SEC v. Graham, No. 13 Civ. 10011 (KLG), 2014 WL 1891418 (S.D. Fla. May 12, 2014), a recent decision by the Southern District of Florida, may be a dagger in the heart of the SEC’s long-standing position that the five year statute of limitations imposed by 28 U.S.C. § 2462 does not apply to actions that it initiates in which it is seeking equitable remedies.
28 U.S.C. § 2462 provides for a five-year statute of limitations for SEC actions “for the enforcement of any civil fine, penalty, or forfeiture, pecuniary or otherwise.” For years, the SEC has taken the position that a claim does not accrue until the agency discovers the alleged fraud thus allowing it to circumvent § 2462’s five-year limitation period. In 2013, the Supreme Court rejected the SEC’s invocation of the fraud discovery rule in SEC v. Gabelli, 133 S. Ct. 1216, 1220-21 (2013), holding that “a claim…accrues — and the five-year clock begins to tick — when [the conduct giving rise to the claim occurs].”

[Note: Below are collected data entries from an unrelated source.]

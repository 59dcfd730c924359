//! Event types published by the engine.
//!
//! ## Channels
//!
//! | Event | Subscription |
//! |-------|--------------|
//! | `EngineEvent` (directional + environmental) | `ClearPathEngine::subscribe_events` |
//! | `EngineStatusEvent` | `ClearPathEngine::subscribe_status` |
//!
//! Consumers only ever receive these owned payloads, never engine state.

use serde::{Deserialize, Serialize};

use crate::analysis::{Hemisphere, SoundType};

// ---------------------------------------------------------------------------
// Sound events
// ---------------------------------------------------------------------------

/// A localized sound that passed confidence gating and the cooldown.
#[derive(Debug, Clone, PartialEq, Serialize, Deserialize)]
#[serde(rename_all = "camelCase")]
pub struct DirectionalEvent {
    /// Monotonically increasing event sequence number.
    pub seq: u64,
    /// Stream time of the triggering frame (ms).
    pub timestamp_ms: u64,
    /// Azimuth in [0, 360).
    pub azimuth_degrees: f32,
    pub confidence: f32,
    pub intensity: f32,
    pub sound_type: SoundType,
    pub hemisphere: Hemisphere,
    pub left_volume: f32,
    pub right_volume: f32,
}

/// A sudden loudness spike relative to the rolling average.
#[derive(Debug, Clone, PartialEq, Serialize, Deserialize)]
#[serde(rename_all = "camelCase")]
pub struct EnvironmentalEvent {
    pub seq: u64,
    pub timestamp_ms: u64,
    /// Total volume of the spiking frame.
    pub volume: f32,
    /// Mean total volume of the preceding window.
    pub average: f32,
}

/// Everything the frame processor can emit.
#[derive(Debug, Clone, PartialEq, Serialize, Deserialize)]
#[serde(tag = "kind", rename_all = "camelCase")]
pub enum EngineEvent {
    Directional(DirectionalEvent),
    Environmental(EnvironmentalEvent),
}

impl EngineEvent {
    pub fn seq(&self) -> u64 {
        match self {
            EngineEvent::Directional(e) => e.seq,
            EngineEvent::Environmental(e) => e.seq,
        }
    }

    pub fn timestamp_ms(&self) -> u64 {
        match self {
            EngineEvent::Directional(e) => e.timestamp_ms,
            EngineEvent::Environmental(e) => e.timestamp_ms,
        }
    }
}

// ---------------------------------------------------------------------------
// Engine status
// ---------------------------------------------------------------------------

/// Published when the engine state changes.
#[derive(Debug, Clone, PartialEq, Serialize, Deserialize)]
#[serde(rename_all = "camelCase")]
pub struct EngineStatusEvent {
    pub status: EngineStatus,
    /// Optional human-readable detail (e.g. error message).
    pub detail: Option<String>,
}

/// Lifecycle state of the engine.
#[derive(Debug, Clone, Copy, PartialEq, Eq, Serialize, Deserialize)]
#[serde(rename_all = "lowercase")]
pub enum EngineStatus {
    /// Created, `start()` not yet called.
    Idle,
    /// Capturing and analysing audio.
    Listening,
    /// Capture stopped (by request or because the source went away).
    Stopped,
    /// Audio source could not be acquired.
    Error,
}

/// Answer to a status query.
#[derive(Debug, Clone, Default, PartialEq, Serialize, Deserialize)]
#[serde(rename_all = "camelCase")]
pub struct EngineSnapshot {
    pub is_active: bool,
    /// Whether an audio source is currently open.
    pub has_source: bool,
    /// Azimuth of the last trigger while its cooldown window is open.
    pub current_direction: Option<f32>,
    pub last_trigger_ms: Option<u64>,
    pub history_length: usize,
}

Gabelli did not, however, address application of § 2462 to actions by the SEC seeking equitable remedies. Following Gabelli, the SEC has maintained that § 2462 is limited to legal relief, thereby allowing the agency to seek equitable remedies for claims accruing beyond the five-year period. The district court in Graham flatly disagreed. The court held that § 2462 bars SEC claims commenced five years after the claim accrued, irrespective of whether the relief sought was equitable or monetary. The court said that the purpose of the equitable remedies sought by the SEC were to punish defendants and therefore fell within the “pecuniary or otherwise” penalties that Congress intended to be subject to the five-year limitations period. Having found the SEC’s claim untimely, the court dismissed the suit with prejudice for lack of subject-matter jurisdiction. Graham is currently on appeal to the Eleventh Circuit.
More recently, the district court in SEC v. LeCroy, No. 2:09 Civ. 2238 (AKK), 2014 WL 4403147 (N.D. Ala. Sept. 5, 2014), interpreted Gabelli’s holding to be limited to legal relief, and for that reason, unlike Graham declined to extend § 2462 to equitable remedies. This issue is one that will certainly continue to percolate in the lower courts and may ultimately require higher review.